Juan Manuel Lopez has long been one of the game's most exciting fighters, and he's often too brave for his own good. He loves to stand toe-to-toe and slug in the hopes of bringing the fans out of their seats.
Mostly, it's worked for him as he's compiled a 31-2 record with 28 knockouts and world titles at super bantamweight and featherweight.
But it nearly cost him a loss in an epic 2009 scrap with Rogers Mtagwa, when he was barely able to stand in the waning seconds. And he dropped a pair of bouts in the last year to Orlando Salido.
Lopez was suspended after the second loss to Salido for making allegations that referee Roberto Ramirez was gambling. Lopez was clearly woozy after that March 10 loss but was interviewed within seconds after the fight's 10th-round stoppage.

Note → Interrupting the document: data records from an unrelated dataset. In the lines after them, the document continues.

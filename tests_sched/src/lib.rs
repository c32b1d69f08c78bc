//! Scheduler Test Utilities
//!
//! This crate provides shared helpers for the scheduler scenario tests.
//!
//! ## Test Philosophy
//!
//! - **Invariants after every call**: queues are checked with `verify()`
//!   between operations, not only at the end of a scenario
//! - **Deterministic sequences**: randomized runs are driven by a seeded
//!   generator so every failure is reproducible
//! - **No hardware**: cores and context switches are simulated

use core_types::{CoreId, CpuSet};
use sched_core::test_utils::{task, SimCores};
use sched_core::{SchedulerConfig, SmpScheduler, TaskHandle, UpScheduler};

/// Bootstrap helper for uniprocessor tests
pub fn up_bootstrap() -> UpScheduler {
    UpScheduler::new()
}

/// Bootstrap helper for multiprocessor tests, calling from core 0
pub fn smp_bootstrap(core_count: usize) -> SmpScheduler<SimCores> {
    match SmpScheduler::new(SchedulerConfig::smp(core_count), SimCores::new(core_count)) {
        Ok(sched) => sched,
        Err(err) => panic!("bootstrap failed: {}", err),
    }
}

/// Spawns a task and makes it runnable, returning its handle
pub fn up_ready(sched: &mut UpScheduler, priority: u8) -> TaskHandle {
    let handle = sched.spawn(task(priority)).expect("spawn failed");
    sched.make_runnable(handle);
    handle
}

/// Makes a fresh task hard-bound to `core` runnable
///
/// Used to give a core a running task of a known priority.
pub fn smp_occupy(sched: &mut SmpScheduler<SimCores>, core: CoreId, priority: u8) -> TaskHandle {
    let handle = sched
        .spawn(task(priority).locked_to(core))
        .expect("spawn failed");
    sched.make_runnable_smp(handle);
    handle
}

/// Runs `f` as if called from `core`, then returns to the previous core
pub fn on_core<R>(
    sched: &mut SmpScheduler<SimCores>,
    core: CoreId,
    f: impl FnOnce(&mut SmpScheduler<SimCores>) -> R,
) -> R {
    let previous = hal::CpuHal::this_cpu(sched.platform());
    sched.platform_mut().set_current(core);
    let result = f(sched);
    sched.platform_mut().set_current(previous);
    result
}

/// Deterministic xorshift64 generator for randomized call sequences
#[derive(Debug, Clone)]
pub struct SeededRng {
    state: u64,
}

impl SeededRng {
    pub fn new(seed: u64) -> Self {
        // Zero is a fixed point of xorshift.
        Self {
            state: seed.max(1),
        }
    }

    pub fn next_u64(&mut self) -> u64 {
        let mut x = self.state;
        x ^= x << 13;
        x ^= x >> 7;
        x ^= x << 17;
        self.state = x;
        x
    }

    /// Uniform-ish value in `0..bound`
    pub fn below(&mut self, bound: usize) -> usize {
        assert!(bound > 0);
        (self.next_u64() % bound as u64) as usize
    }

    pub fn chance(&mut self, percent: usize) -> bool {
        self.below(100) < percent
    }

    /// Random user priority in `1..=max`
    pub fn priority(&mut self, max: u8) -> u8 {
        1 + self.below(max as usize) as u8
    }

    /// Random non-empty subset of the first `core_count` cores
    pub fn affinity(&mut self, core_count: usize) -> CpuSet {
        let all = CpuSet::first(core_count).bits();
        let mut bits = self.next_u64() as u32 & all;
        if bits == 0 {
            bits = 1 << self.below(core_count);
        }
        CpuSet::from_bits(bits)
    }

    pub fn pick<T: Copy>(&mut self, items: &[T]) -> Option<T> {
        if items.is_empty() {
            None
        } else {
            Some(items[self.below(items.len())])
        }
    }
}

Juan Manuel Lopez (AP)Lopez's words were wrong and he had nothing to back up his accusation that Ramirez has a gambling problem. But he'd also recently been concussed and should have been getting medical attention rather than being interviewed.
He returns Saturday to fight Aldimar Santos in Bayamon, Puerto Rico.
"I am very happy to be back and fighting again," Lopez said. "It has been a long time and this layoff has helped me refocus in my career. The rest also helped me to recuperate and to go back to basics and relearn some things I had forgotten."
Lopez is good enough to still be a contender at featherweight, or at super featherweight if he chooses to move up. He'll make for interesting bouts with a number of the top guys.
He's taken a lot of punishment in his career, and particularly in the two losses to Salido. There is a legitimate question how much he has left to give, even at the tender age of 29.
If Lopez can regain his old form, and improve his defense, his return is great news for boxing. He needs to be watched carefully, though, to make sure there are no long-term effects from his many battles.